Blog Post #2: Richard White, Railroaded

In Richard White’s book Railroaded, White argues that although railroads were important to the development of North America, railroads were failures politically, economically, and socially. White makes a point that they should not have been built when they were and where they were. White states, “[Railroads] created modernity as much by their failure as their success” (Page XXI).

White says that although North Americans were aware of the Transcontinental Railroads failures, they chose to look past it because North Americans loved the railroads because it represented the era they were in. It was the era where technology was advancing. Many railroad companies had to be bailed out by the governments and forgiven for their loans that could not be paid back. By the end of the century, the Transcontinental railroad was even under political attack. The government had to suppress workers and protect the rights of their owners and managers for the sake of keeping public good and order.

White says that the railroad allowed people to travel and settle in the West. It also helped transport goods, like: silver, wheat, gold, timber, coal, corn, and livestock. However, White questioned why so many of the railroads were built when there was not much need of them yet. The railroads lured people to settle into places that produced crops, cattle, and minerals that the markets could not even absorb profitably.

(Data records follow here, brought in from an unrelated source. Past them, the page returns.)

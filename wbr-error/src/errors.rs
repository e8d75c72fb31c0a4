// WBR - wbr-error
// Module: WBR Error Types
//
// Copyright (c) 2024 Ralf Anton Beier
// Licensed under the MIT license.
// SPDX-License-Identifier: MIT

//! Unified error handling system for WBR
//!
//! This module provides the error type returned by every event handler,
//! its categories, and the conversions from the typed error kinds.

use core::fmt;
use std::borrow::Cow;

use crate::{
    codes,
    ToErrorCategory,
};

/// `Error` categories for WBR operations
#[derive(Debug, Clone, Copy, PartialEq, Eq, PartialOrd, Ord, Hash)]
pub enum ErrorCategory {
    /// Protocol or nesting violations in the event stream
    Structure   = 1,
    /// Counts or indices that disagree with what was declared
    Consistency = 2,
    /// Allocation and propagation failures
    Resource    = 3,
    /// Malformed input reported by the scanner
    Parse       = 4,
    /// System errors
    System      = 5,
    /// Unknown errors
    Unknown     = 9,
}

impl ErrorCategory {
    /// Short lowercase name, used in log lines
    #[must_use]
    pub const fn as_str(self) -> &'static str {
        match self {
            Self::Structure => "structure",
            Self::Consistency => "consistency",
            Self::Resource => "resource",
            Self::Parse => "parse",
            Self::System => "system",
            Self::Unknown => "unknown",
        }
    }
}

/// Base trait for all error kinds
pub trait ErrorSource: fmt::Debug + Send + Sync {
    /// Get the error code
    fn code(&self) -> u16;

    /// Get the error category
    fn category(&self) -> ErrorCategory;
}

/// WBR `Error` type
///
/// Categorized error with a numeric code, a message and the byte offset of
/// the event that raised it, when that offset is known.
#[derive(Debug, Clone, PartialEq, Eq)]
pub struct Error {
    /// `Error` category
    pub category: ErrorCategory,
    /// `Error` code
    pub code:     u16,
    /// `Error` message
    pub message:  Cow<'static, str>,
    /// Offset of the failing event in the input buffer
    pub offset:   Option<usize>,
}

impl Error {
    /// Popping an empty label stack
    pub const LABEL_STACK_UNDERFLOW: Self = Self::new(
        ErrorCategory::Structure,
        codes::LABEL_STACK_UNDERFLOW,
        "popping empty label stack",
    );
    /// `else` without a matching `if`
    pub const ELSE_WITHOUT_IF: Self = Self::new(
        ErrorCategory::Structure,
        codes::ELSE_WITHOUT_IF,
        "else expression without matching if",
    );

    /// Create a new error with a static message and no offset.
    #[must_use]
    pub const fn new(category: ErrorCategory, code: u16, message: &'static str) -> Self {
        Self {
            category,
            code,
            message: Cow::Borrowed(message),
            offset: None,
        }
    }

    /// Create a new error with an owned, formatted message.
    #[must_use]
    pub fn with_message(category: ErrorCategory, code: u16, message: impl Into<String>) -> Self {
        Self {
            category,
            code,
            message: Cow::Owned(message.into()),
            offset: None,
        }
    }

    /// Attach the byte offset of the failing event.
    #[must_use]
    pub fn at_offset(mut self, offset: usize) -> Self {
        self.offset = Some(offset);
        self
    }

    // Factory methods

    /// Create a structural error
    #[must_use]
    pub fn structure_error(code: u16, message: impl Into<String>) -> Self {
        Self::with_message(ErrorCategory::Structure, code, message)
    }

    /// Create a consistency error
    #[must_use]
    pub fn consistency_error(code: u16, message: impl Into<String>) -> Self {
        Self::with_message(ErrorCategory::Consistency, code, message)
    }

    /// Create a resource error
    #[must_use]
    pub fn resource_error(code: u16, message: impl Into<String>) -> Self {
        Self::with_message(ErrorCategory::Resource, code, message)
    }

    /// Create a scanner (parse) error
    #[must_use]
    pub fn parse_error(message: impl Into<String>) -> Self {
        Self::with_message(ErrorCategory::Parse, codes::SCANNER_ERROR, message)
    }

    /// The error message without category or offset decoration
    #[must_use]
    pub fn message(&self) -> &str {
        &self.message
    }

    /// Check if this is a structural error
    #[must_use]
    pub fn is_structure_error(&self) -> bool {
        self.category == ErrorCategory::Structure
    }

    /// Check if this is a consistency error
    #[must_use]
    pub fn is_consistency_error(&self) -> bool {
        self.category == ErrorCategory::Consistency
    }

    /// Check if this is a resource error
    #[must_use]
    pub fn is_resource_error(&self) -> bool {
        self.category == ErrorCategory::Resource
    }

    /// Check if this is a parse error
    #[must_use]
    pub fn is_parse_error(&self) -> bool {
        self.category == ErrorCategory::Parse
    }
}

impl fmt::Display for Error {
    fn fmt(&self, f: &mut fmt::Formatter<'_>) -> fmt::Result {
        write!(f, "[{:?}][E{:04X}] {}", self.category, self.code, self.message)?;
        if let Some(offset) = self.offset {
            write!(f, " @ 0x{offset:x}")?;
        }
        Ok(())
    }
}

impl std::error::Error for Error {}

impl ToErrorCategory for Error {
    fn to_category(&self) -> ErrorCategory {
        self.category
    }
}

impl From<core::fmt::Error> for Error {
    fn from(_: core::fmt::Error) -> Self {
        Self::new(
            ErrorCategory::System,
            codes::FORMAT_ERROR,
            "Formatting error",
        )
    }
}

#[cfg(test)]
mod tests {
    use super::*;

    #[test]
    fn test_display_without_offset() {
        let error = Error::ELSE_WITHOUT_IF;
        assert_eq!(
            error.to_string(),
            "[Structure][E03E8] else expression without matching if"
        );
    }

    #[test]
    fn test_display_with_offset() {
        let error = Error::LABEL_STACK_UNDERFLOW.at_offset(0x2a);
        assert_eq!(error.offset, Some(42));
        assert!(error.to_string().ends_with(" @ 0x2a"));
    }

    #[test]
    fn test_category_predicates() {
        let error = Error::consistency_error(codes::BODY_COUNT_MISMATCH, "bodies");
        assert!(error.is_consistency_error());
        assert!(!error.is_structure_error());
        assert_eq!(error.to_category(), ErrorCategory::Consistency);
        assert_eq!(error.message(), "bodies");
    }

    #[test]
    fn test_fmt_error_conversion() {
        let error: Error = core::fmt::Error.into();
        assert_eq!(error.category, ErrorCategory::System);
        assert_eq!(error.code, codes::FORMAT_ERROR);
    }
}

There weren’t markets created for such things yet, so it ended up for the most part, going to waste. From this, I can tell that White thinks it was a waste to invest so much into the railroads because its cost ended up exceeding their benefits in the long term (Page XXIV).

Blog Post #1

While reading American Business History: A Very Short Introduction by Walter A. Friedman, I noticed that the idea of trade was prevalent. Walter speaks on how the English colonizers paved the way of American business through trade. It then slowly created a strong network of Atlantic trade.

Friedman also speaks on the start of joint-stock companies in the United States. When English investors and colonizers failed in Roanoke, they created the idea of a joint-stock company. This idea is also still very popular today. It allows investors to share a risk and reward. If their company was to fail, they would not suffer as big of a loss as to if they were to start a company on their own. Some of them were successful and lasted centuries and others failed.

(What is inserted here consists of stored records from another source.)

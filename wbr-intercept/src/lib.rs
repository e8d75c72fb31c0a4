// WBR - wbr-intercept
// Module: Decode Event Interception Layer
//
// Copyright (c) 2025 Ralf Anton Beier
// Licensed under the MIT license.
// SPDX-License-Identifier: MIT

//! # Interception Layer for the WebAssembly Binary Reader
//!
//! This crate sits between an event source and the reader consuming its
//! events. It provides:
//!
//! - [`LoggingReader`]: a decorator that writes an indented trace line for
//!   each event and forwards it unchanged
//! - [`OpcodeCounter`]: a terminal reader that builds an opcode histogram
//! - [`read_binary`] and [`read_binary_opcnt`]: entry points that wire these
//!   up from [`ReadBinaryOptions`]
//!
//! ```rust
//! # use std::sync::Arc;
//! # use wbr_format::{Event, EventStream, NopReader, ReadBinaryOptions};
//! # use wbr_intercept::{read_binary, MemorySink};
//! let mut stream = EventStream::new();
//! stream.push(Event::BeginModule { version: 1 }).push(Event::EndModule);
//!
//! let sink = Arc::new(MemorySink::new());
//! let options = ReadBinaryOptions::default().with_log_sink(sink.clone());
//! read_binary(&stream, &[], &mut NopReader, &options).unwrap();
//!
//! assert_eq!(sink.lines(), vec!["BeginModule(version: 1)", "EndModule"]);
//! ```

#![forbid(unsafe_code)] // Rule 2
#![warn(missing_docs)]

/// Built-in consumers
pub mod strategies;

pub use strategies::{
    IntCounter,
    IntPairCounter,
    LogCrateSink,
    LoggingConfig,
    LoggingReader,
    MemorySink,
    OpcntData,
    OpcodeCounter,
};
use wbr_error::Result;
use wbr_format::{
    BinaryReader,
    EventSource,
    ReadBinaryOptions,
};

/// Walk `data` with `source`, delivering every event to `reader`.
///
/// When `options` carries a log sink, the reader is wrapped in a
/// [`LoggingReader`] writing to that sink.
pub fn read_binary(
    source: &dyn EventSource,
    data: &[u8],
    reader: &mut dyn BinaryReader,
    options: &ReadBinaryOptions,
) -> Result<()> {
    log::debug!(
        "read_binary: {} bytes, trace: {}, debug names: {}",
        data.len(),
        options.log_sink.is_some(),
        options.read_debug_names
    );
    match &options.log_sink {
        Some(sink) => {
            let mut logger = LoggingReader::new(sink.clone(), reader);
            source.read(data, &mut logger, options)
        }
        None => source.read(data, reader, options),
    }
}

/// Walk `data` with `source` and return the opcode histogram
pub fn read_binary_opcnt(source: &dyn EventSource, data: &[u8], options: &ReadBinaryOptions) -> Result<OpcntData> {
    let mut counter = OpcodeCounter::new();
    read_binary(source, data, &mut counter, options)?;
    let data = counter.into_data();
    log::debug!("read_binary_opcnt: {} opcodes counted", data.total_opcodes());
    Ok(data)
}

Friedman mentioned how the Hudson Bay Company that was established in 1670 entered the fur trade and that this company is still successfully operating today. I think it’s impressive how far along that companies like this have gone. It’s been through times when technology was not refined and now it’s in an era where technology is only going to get better.

Colonies like Virginia grew cash crops to survive. According to Friedman, in 1615, Virginia exported 2,300 pounds of tobacco and that number grew tenfold by 1617. Because of a drop in Native American populations and indentured servitude, tobacco growers turned to growing the transatlantic slave trade. Dutch traders brought the first documented slaves from Africa to Virginia. This shows how trade really transforms many aspects of business and survival.

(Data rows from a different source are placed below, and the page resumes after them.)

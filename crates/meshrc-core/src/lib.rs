//! meshrc core
//!
//! Conversation state and event routing for a terminal mesh-radio chat client.
//! Inbound device events are resolved into conversation contexts, appended to
//! per-context history, tracked for unread state and rendered into grouped
//! timeline lines. User input is dispatched either as a chat message (with
//! optimistic local echo) or as a slash-command against the device gateway.
//!
//! ## Architecture
//!
//! - [`types`] - Context identity, messages and directory records
//! - [`gateway`] - Device gateway boundary: event union, commands, connector
//! - [`resolver`] - Turns raw inbound events into context-bound messages
//! - [`history`] - Append-only per-context message history
//! - [`unread`] - Per-context unread counters
//! - [`render`] - Timeline grouping and display lines
//! - [`session`] - Open tabs and the active context
//! - [`roster`] - Channel/contact list view model
//! - [`commands`] - Input classification and slash-command table
//! - [`persistence`] - JSON-lines and SQLite message logs
//! - [`engine`] - Coordinates the stores on a single event loop
//! - [`client`] - Wires a gateway to the engine

pub mod client;
pub mod commands;
pub mod engine;
pub mod errors;
pub mod gateway;
pub mod history;
pub mod persistence;
pub mod render;
pub mod resolver;
pub mod roster;
pub mod session;
pub mod types;
pub mod unread;

pub use client::MeshClient;
pub use commands::{ChannelSpec, CommandDispatcher, Dispatch, OutboundAction, TracePath};
pub use engine::{ConnectionState, ConversationEngine, EngineConfig, Notification, TabView};
pub use errors::{GatewayError, MeshrcError, PersistenceError, Result, Severity};
pub use gateway::{
    DeviceGateway, Directory, EventKind, EventReceiver, GatewayConnector, InboundEvent,
    MessagePayload, OfflineGateway, TransportConfig,
};
pub use history::HistoryStore;
pub use persistence::{JsonLinesSink, LogRecord, PersistenceSink, RecordSink, SqliteSink};
pub use render::{DisplayLine, DisplayZone, LogRenderer, RenderState};
pub use resolver::ContextResolver;
pub use roster::{Roster, RosterEntry};
pub use session::{SessionManager, Tab};
pub use types::{
    Channel, Contact, ContextId, Direction, KeyPrefix, Message, MessageKind, SystemTimeSource,
    TimeSource, UnixSeconds,
};
pub use unread::UnreadTracker;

Other areas like Massachusetts did not have Virginia’s climate for growing crops like tobacco, so they turned to other resources to create their own goods for trade and business. They pursued business in furs and salted fish. They also had a lot of wood for ships to transport their goods to the market. Shipbuilding soon became Massachusetts industry. I learned that the salted fish that New England produced helped feed the slave population in Barbados. Thus, indirectly linking them to the slave trade, as well.

Friedman really showed me how it really is human instinct to learn to survive and adapt to the situation they are in and how trade was a big part of how the colonizers adapted and survived in the Americas.